Fire cuts British power imports adding to supply squeeze, soaring prices

·2-min read
FILE PHOTO: A farmer works in a field surrounded by electricity pylons in Ratcliffe-on-Soar

By Susanna Twidale and Nina Chestney

LONDON (Reuters) -A fire halted a power link between France and Britain on Wednesday, squeezing tight UK electricity supply further and sending prices to near record highs.

Day-ahead British power prices jumped almost 19% on the news, nearing record highs hit this week exacerbated by low wind supply and soaring gas prices.

National Grid said the fire prompted the evacuation of its IFA1 interconnector site in Sellindge in Kent.

“The fire at the IFA site essentially means the loss of 2 gigawatts (GW) of interconnection capacity between the UK and France which further tightens the supply situation in the UK,” said Roy Manuell, EU power and carbon analyst at ICIS Energy.

A spokesperson for National Grid’s electricity system operator (ESO) said Britain would have sufficient electricity supplies on Wednesday despite the incident.

“We currently have a sufficient buffer of spare capacity to operate the electricity system securely over this evening’s peak demand period,” he said in an email.

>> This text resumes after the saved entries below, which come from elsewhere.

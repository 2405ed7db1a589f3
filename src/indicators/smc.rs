//! Smart Money Concepts: order blocks and fair value gaps.

use crate::domain::market::Candle;
use serde::{Deserialize, Serialize};

pub const DEFAULT_LOOKBACK: usize = 50;
/// The impulsive successor must outweigh the opposing candle's body by this
/// factor for it to qualify as an order block.
const IMPULSE_FACTOR: f64 = 1.5;

#[derive(Debug, Clone, Copy, Serialize, Deserialize)]
pub struct OrderBlock {
    pub high: f64,
    pub low: f64,
    pub index: usize,
    /// Successor body magnitude over the block's own body magnitude.
    pub strength: f64,
}

#[derive(Debug, Clone, Default, Serialize, Deserialize)]
pub struct OrderBlocks {
    pub bullish: Vec<OrderBlock>,
    pub bearish: Vec<OrderBlock>,
}

#[derive(Debug, Clone, Copy, Serialize, Deserialize)]
pub struct FairValueGap {
    pub top: f64,
    pub bottom: f64,
    pub gap_size: f64,
    pub index: usize,
}

#[derive(Debug, Clone, Default, Serialize, Deserialize)]
pub struct FairValueGaps {
    pub bullish: Vec<FairValueGap>,
    pub bearish: Vec<FairValueGap>,
}

/// Detect order blocks: the last opposing candle before a strong impulsive
/// move. Keeps the most recent five per side.
pub fn detect_order_blocks(candles: &[Candle], lookback: usize) -> OrderBlocks {
    if candles.len() < 3 {
        return OrderBlocks::default();
    }

    let start = candles.len().saturating_sub(lookback);
    let recent = &candles[start..];

    let mut blocks = OrderBlocks::default();
    for i in 1..recent.len() - 1 {
        let curr = &recent[i];
        let next = &recent[i + 1];

        let curr_body = curr.body();
        let next_body = next.body();
        let strength = if curr_body.abs() > 0.0 {
            next_body.abs() / curr_body.abs()
        } else {
            0.0
        };

        // Bullish OB: bearish candle swallowed by a strong bullish move.
        if curr_body < 0.0 && next_body > 0.0 && next_body.abs() > curr_body.abs() * IMPULSE_FACTOR
        {
            blocks.bullish.push(OrderBlock {
                high: curr.high,
                low: curr.low,
                index: i,
                strength,
            });
        }

        // Bearish OB: bullish candle swallowed by a strong bearish move.
        if curr_body > 0.0 && next_body < 0.0 && next_body.abs() > curr_body.abs() * IMPULSE_FACTOR
        {
            blocks.bearish.push(OrderBlock {
                high: curr.high,
                low: curr.low,
                index: i,
                strength,
            });
        }
    }

    trim_to_last(&mut blocks.bullish, 5);
    trim_to_last(&mut blocks.bearish, 5);
    blocks
}

/// Detect three-candle fair value gaps: the outer candles do not overlap,
/// leaving an unfilled imbalance. Keeps the most recent five per side.
pub fn detect_fvg(candles: &[Candle], lookback: usize) -> FairValueGaps {
    if candles.len() < 3 {
        return FairValueGaps::default();
    }

    let start = candles.len().saturating_sub(lookback);
    let recent = &candles[start..];

    let mut gaps = FairValueGaps::default();
    for i in 2..recent.len() {
        let c1 = &recent[i - 2];
        let c3 = &recent[i];

        // Bullish FVG: gap up, candle 3 low clears candle 1 high.
        if c3.low > c1.high {
            gaps.bullish.push(FairValueGap {
                top: c3.low,
                bottom: c1.high,
                gap_size: c3.low - c1.high,
                index: i,
            });
        }

        // Bearish FVG: gap down, candle 3 high stays under candle 1 low.
        if c3.high < c1.low {
            gaps.bearish.push(FairValueGap {
                top: c1.low,
                bottom: c3.high,
                gap_size: c1.low - c3.high,
                index: i,
            });
        }
    }

    trim_to_last(&mut gaps.bullish, 5);
    trim_to_last(&mut gaps.bearish, 5);
    gaps
}

fn trim_to_last<T>(items: &mut Vec<T>, keep: usize) {
    if items.len() > keep {
        items.drain(..items.len() - keep);
    }
}

#[cfg(test)]
mod tests {
    use super::*;

    fn candle(open: f64, high: f64, low: f64, close: f64) -> Candle {
        Candle {
            open_time: 0,
            open,
            high,
            low,
            close,
            volume: 1_000.0,
            close_time: 0,
        }
    }

    fn flat_run(n: usize) -> Vec<Candle> {
        (0..n).map(|_| candle(100.0, 101.0, 99.0, 100.0)).collect()
    }

    #[test]
    fn test_bullish_order_block() {
        let mut candles = flat_run(10);
        // Bearish candle with a 1.0 body...
        candles.push(candle(101.0, 101.5, 99.5, 100.0));
        // ...followed by a 4.0-body bullish impulse.
        candles.push(candle(100.0, 104.5, 100.0, 104.0));

        let obs = detect_order_blocks(&candles, DEFAULT_LOOKBACK);
        assert_eq!(obs.bullish.len(), 1);
        assert!(obs.bearish.is_empty());
        let ob = &obs.bullish[0];
        assert_eq!(ob.high, 101.5);
        assert_eq!(ob.low, 99.5);
        assert!((ob.strength - 4.0).abs() < 1e-9);
    }

    #[test]
    fn test_weak_impulse_is_not_an_order_block() {
        let mut candles = flat_run(10);
        candles.push(candle(101.0, 101.5, 99.5, 100.0)); // body 1.0
        candles.push(candle(100.0, 101.5, 100.0, 101.2)); // body 1.2 < 1.5x

        let obs = detect_order_blocks(&candles, DEFAULT_LOOKBACK);
        assert!(obs.bullish.is_empty());
    }

    #[test]
    fn test_bearish_order_block() {
        let mut candles = flat_run(10);
        candles.push(candle(100.0, 101.5, 99.5, 101.0)); // bullish, body 1.0
        candles.push(candle(101.0, 101.0, 96.0, 97.0)); // bearish, body 4.0

        let obs = detect_order_blocks(&candles, DEFAULT_LOOKBACK);
        assert_eq!(obs.bearish.len(), 1);
        assert_eq!(obs.bearish[0].high, 101.5);
    }

    #[test]
    fn test_bullish_fvg() {
        let mut candles = flat_run(5);
        candles.push(candle(100.0, 102.0, 99.0, 101.0)); // c1, high 102
        candles.push(candle(101.0, 110.0, 101.0, 109.0)); // c2 impulse
        candles.push(candle(109.0, 112.0, 105.0, 111.0)); // c3, low 105 > 102

        let gaps = detect_fvg(&candles, DEFAULT_LOOKBACK);
        assert_eq!(gaps.bullish.len(), 1);
        let gap = &gaps.bullish[0];
        assert_eq!(gap.bottom, 102.0);
        assert_eq!(gap.top, 105.0);
        assert!((gap.gap_size - 3.0).abs() < 1e-9);
        assert!(gaps.bearish.is_empty());
    }

    #[test]
    fn test_bearish_fvg() {
        let mut candles = flat_run(5);
        candles.push(candle(100.0, 101.0, 98.0, 99.0)); // c1, low 98
        candles.push(candle(99.0, 99.0, 90.0, 91.0)); // c2 impulse down
        candles.push(candle(91.0, 95.0, 89.0, 90.0)); // c3, high 95 < 98

        let gaps = detect_fvg(&candles, DEFAULT_LOOKBACK);
        assert_eq!(gaps.bearish.len(), 1);
        let gap = &gaps.bearish[0];
        assert_eq!(gap.top, 98.0);
        assert_eq!(gap.bottom, 95.0);
    }

    #[test]
    fn test_overlapping_candles_leave_no_gap() {
        let gaps = detect_fvg(&flat_run(20), DEFAULT_LOOKBACK);
        assert!(gaps.bullish.is_empty());
        assert!(gaps.bearish.is_empty());
    }

    #[test]
    fn test_zone_lists_keep_last_five() {
        let mut candles = flat_run(3);
        // Stack eight consecutive gap-ups.
        let mut base = 100.0;
        for _ in 0..8 {
            candles.push(candle(base, base + 1.0, base - 1.0, base + 0.5));
            candles.push(candle(base + 4.0, base + 6.0, base + 3.0, base + 5.0));
            base += 8.0;
        }
        let gaps = detect_fvg(&candles, 100);
        assert!(gaps.bullish.len() <= 5);
    }
}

Wednesday's almost 19% price jump took British day-ahead electricity prices to 475.00 pounds per megawatt hour (MWh), close to a record high of 540 pounds MWh hit this week.

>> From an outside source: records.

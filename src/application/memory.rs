//! Per-agent durable memory over the signal repository.

use crate::domain::memory::{DecisionSummary, FlagCount, MemoryEntry, MemoryType, NewMemory};
use crate::domain::ports::Clock;
use crate::domain::repositories::SignalRepository;
use anyhow::Result;
use chrono::Duration;
use std::collections::HashMap;
use std::sync::Arc;

const LEARNING_TTL_HOURS: i64 = 168; // one week
const ERROR_TTL_HOURS: i64 = 72;

pub struct MemoryCore {
    agent_name: String,
    repo: Arc<dyn SignalRepository>,
    clock: Arc<dyn Clock>,
}

impl MemoryCore {
    pub fn new(agent_name: &str, repo: Arc<dyn SignalRepository>, clock: Arc<dyn Clock>) -> Self {
        Self {
            agent_name: agent_name.to_string(),
            repo,
            clock,
        }
    }

    /// Store a memory entry, resolving the TTL into an absolute expiry.
    pub async fn store(
        &self,
        memory_type: MemoryType,
        content: serde_json::Value,
        symbol: Option<&str>,
        importance: f64,
        ttl_hours: Option<i64>,
    ) -> Result<i64> {
        let expires_at = ttl_hours.map(|h| self.clock.now() + Duration::hours(h));
        self.repo
            .insert_memory(&NewMemory {
                agent_name: self.agent_name.clone(),
                memory_type,
                symbol: symbol.map(str::to_string),
                content,
                importance,
                expires_at,
            })
            .await
    }

    /// Recall recent memories; expired rows never surface.
    pub async fn recall(
        &self,
        memory_type: Option<MemoryType>,
        symbol: Option<&str>,
        limit: usize,
    ) -> Result<Vec<MemoryEntry>> {
        self.repo
            .list_memory(&self.agent_name, memory_type, symbol, limit)
            .await
    }

    pub async fn store_decision(
        &self,
        symbol: &str,
        decision: serde_json::Value,
        importance: f64,
    ) -> Result<i64> {
        self.store(MemoryType::Decision, decision, Some(symbol), importance, None)
            .await
    }

    pub async fn store_learning(&self, content: serde_json::Value) -> Result<i64> {
        self.store(
            MemoryType::Learning,
            content,
            None,
            0.5,
            Some(LEARNING_TTL_HOURS),
        )
        .await
    }

    pub async fn store_error(&self, error: serde_json::Value) -> Result<i64> {
        self.store(MemoryType::Error, error, None, 0.3, Some(ERROR_TTL_HOURS))
            .await
    }

    pub async fn recent_decisions(&self, symbol: &str, limit: usize) -> Result<Vec<MemoryEntry>> {
        self.recall(Some(MemoryType::Decision), Some(symbol), limit)
            .await
    }

    /// Distill recent decisions for a symbol into approval rate, confidence,
    /// and the most frequent risk flags.
    pub async fn summarize_decisions(&self, symbol: &str, limit: usize) -> Result<DecisionSummary> {
        let decisions = self.recent_decisions(symbol, limit).await?;
        if decisions.is_empty() {
            return Ok(DecisionSummary {
                symbol: symbol.to_string(),
                count: 0,
                approved: 0,
                rejected: 0,
                approval_rate: 0.0,
                avg_confidence: 0.0,
                top_risk_flags: Vec::new(),
                period_start: None,
                period_end: None,
            });
        }

        let mut approved = 0usize;
        let mut rejected = 0usize;
        let mut confidences = Vec::new();
        let mut flag_counts: HashMap<String, usize> = HashMap::new();

        for entry in &decisions {
            let content = &entry.content;
            if content
                .get("approved")
                .and_then(|v| v.as_bool())
                .unwrap_or(false)
            {
                approved += 1;
            } else {
                rejected += 1;
            }
            if let Some(conf) = content.get("weighted_confidence").and_then(|v| v.as_f64()) {
                confidences.push(conf);
            }
            if let Some(flags) = content.get("risk_flags").and_then(|v| v.as_array()) {
                for flag in flags.iter().filter_map(|f| f.as_str()) {
                    // Group by flag name, dropping the parenthesized detail.
                    let prefix = flag.split('(').next().unwrap_or(flag).trim().to_string();
                    *flag_counts.entry(prefix).or_insert(0) += 1;
                }
            }
        }

        let total = approved + rejected;
        let avg_confidence = if confidences.is_empty() {
            0.0
        } else {
            confidences.iter().sum::<f64>() / confidences.len() as f64
        };

        let mut top_risk_flags: Vec<FlagCount> = flag_counts
            .into_iter()
            .map(|(flag, count)| FlagCount { flag, count })
            .collect();
        top_risk_flags.sort_by(|a, b| b.count.cmp(&a.count).then(a.flag.cmp(&b.flag)));
        top_risk_flags.truncate(3);

        Ok(DecisionSummary {
            symbol: symbol.to_string(),
            count: total,
            approved,
            rejected,
            approval_rate: if total > 0 {
                approved as f64 / total as f64
            } else {
                0.0
            },
            avg_confidence,
            top_risk_flags,
            period_start: decisions.last().map(|d| d.created_at),
            period_end: decisions.first().map(|d| d.created_at),
        })
    }
}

"The outage is going to lift the potential for price volatility as long as its offline.... and of course demand will get higher as we move further into winter,” said Glenn Rickson, head of European power analysis at S&P Global Platts Analytics.

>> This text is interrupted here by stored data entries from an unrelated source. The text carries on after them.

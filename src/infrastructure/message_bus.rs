//! In-process pub/sub for inter-agent events. Also the sink the WebSocket
//! fan-out drains via the wildcard subscription.

use crate::domain::events::AgentMessage;
use anyhow::Result;
use futures_util::future::BoxFuture;
use std::collections::{HashMap, VecDeque};
use std::sync::Arc;
use std::sync::atomic::{AtomicU64, Ordering};
use tokio::sync::{Mutex, RwLock};
use tracing::error;

pub type HandlerFuture = BoxFuture<'static, Result<()>>;
pub type Handler = Arc<dyn Fn(AgentMessage) -> HandlerFuture + Send + Sync>;

const MAX_LOG_SIZE: usize = 1_000;
const TOPIC_ALL: &str = "*";

/// Token returned by subscribe, needed to unsubscribe.
#[derive(Debug, Clone, PartialEq, Eq)]
pub struct SubscriptionId {
    topic: String,
    id: u64,
}

struct BusInner {
    subscribers: RwLock<HashMap<String, Vec<(u64, Handler)>>>,
    log: Mutex<VecDeque<AgentMessage>>,
    next_id: AtomicU64,
}

pub struct MessageBus {
    inner: Arc<BusInner>,
}

impl MessageBus {
    pub fn new() -> Self {
        Self {
            inner: Arc::new(BusInner {
                subscribers: RwLock::new(HashMap::new()),
                log: Mutex::new(VecDeque::new()),
                next_id: AtomicU64::new(1),
            }),
        }
    }

    /// Subscribe a handler to one topic.
    pub async fn subscribe(&self, topic: &str, handler: Handler) -> SubscriptionId {
        let id = self.inner.next_id.fetch_add(1, Ordering::SeqCst);
        let mut subscribers = self.inner.subscribers.write().await;
        subscribers
            .entry(topic.to_string())
            .or_default()
            .push((id, handler));
        SubscriptionId {
            topic: topic.to_string(),
            id,
        }
    }

    /// Subscribe a handler to every topic.
    pub async fn subscribe_all(&self, handler: Handler) -> SubscriptionId {
        self.subscribe(TOPIC_ALL, handler).await
    }

    pub async fn unsubscribe(&self, subscription: &SubscriptionId) {
        let mut subscribers = self.inner.subscribers.write().await;
        if let Some(handlers) = subscribers.get_mut(&subscription.topic) {
            handlers.retain(|(id, _)| *id != subscription.id);
        }
    }

    /// Publish a message: append to the bounded log, then deliver to each
    /// subscriber in publish order. Handler failures are logged and never
    /// stall delivery to siblings.
    pub async fn publish(&self, message: AgentMessage) {
        {
            let mut log = self.inner.log.lock().await;
            log.push_back(message.clone());
            while log.len() > MAX_LOG_SIZE {
                log.pop_front();
            }
        }

        let handlers: Vec<Handler> = {
            let subscribers = self.inner.subscribers.read().await;
            let mut collected = Vec::new();
            if let Some(topic_handlers) = subscribers.get(&message.topic) {
                collected.extend(topic_handlers.iter().map(|(_, h)| h.clone()));
            }
            if let Some(wildcard) = subscribers.get(TOPIC_ALL) {
                collected.extend(wildcard.iter().map(|(_, h)| h.clone()));
            }
            collected
        };

        for handler in handlers {
            if let Err(e) = handler(message.clone()).await {
                error!("Handler error on topic '{}': {}", message.topic, e);
            }
        }
    }

    /// Build and publish a message in one call.
    pub async fn broadcast(&self, sender: &str, topic: &str, payload: serde_json::Value) {
        self.publish(AgentMessage::new(sender, topic, payload)).await;
    }

    /// Recent messages, optionally filtered by topic, oldest first.
    pub async fn get_recent_messages(
        &self,
        topic: Option<&str>,
        limit: usize,
    ) -> Vec<AgentMessage> {
        let log = self.inner.log.lock().await;
        let filtered: Vec<AgentMessage> = log
            .iter()
            .filter(|m| topic.is_none_or(|t| m.topic == t))
            .cloned()
            .collect();
        let start = filtered.len().saturating_sub(limit);
        filtered[start..].to_vec()
    }
}

impl Default for MessageBus {
    fn default() -> Self {
        Self::new()
    }
}

impl Clone for MessageBus {
    fn clone(&self) -> Self {
        Self {
            inner: Arc::clone(&self.inner),
        }
    }
}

National Grid said late on Wednesday the fire would mean 1 GW, or half of capacity, would remain offline until 27 March 2022.

"Our investigation is ongoing and we will update the market with any changes as necessary," a National Grid spokesperson said via email.

The other 1 GW capacity of the IFA1 link is currently offline due to planned maintenance which will be extended until Sept. 25, the spokesperson said.

The IFA2 interconnector, a second link between Britain and France commissioned in 2020, is operating and not affected.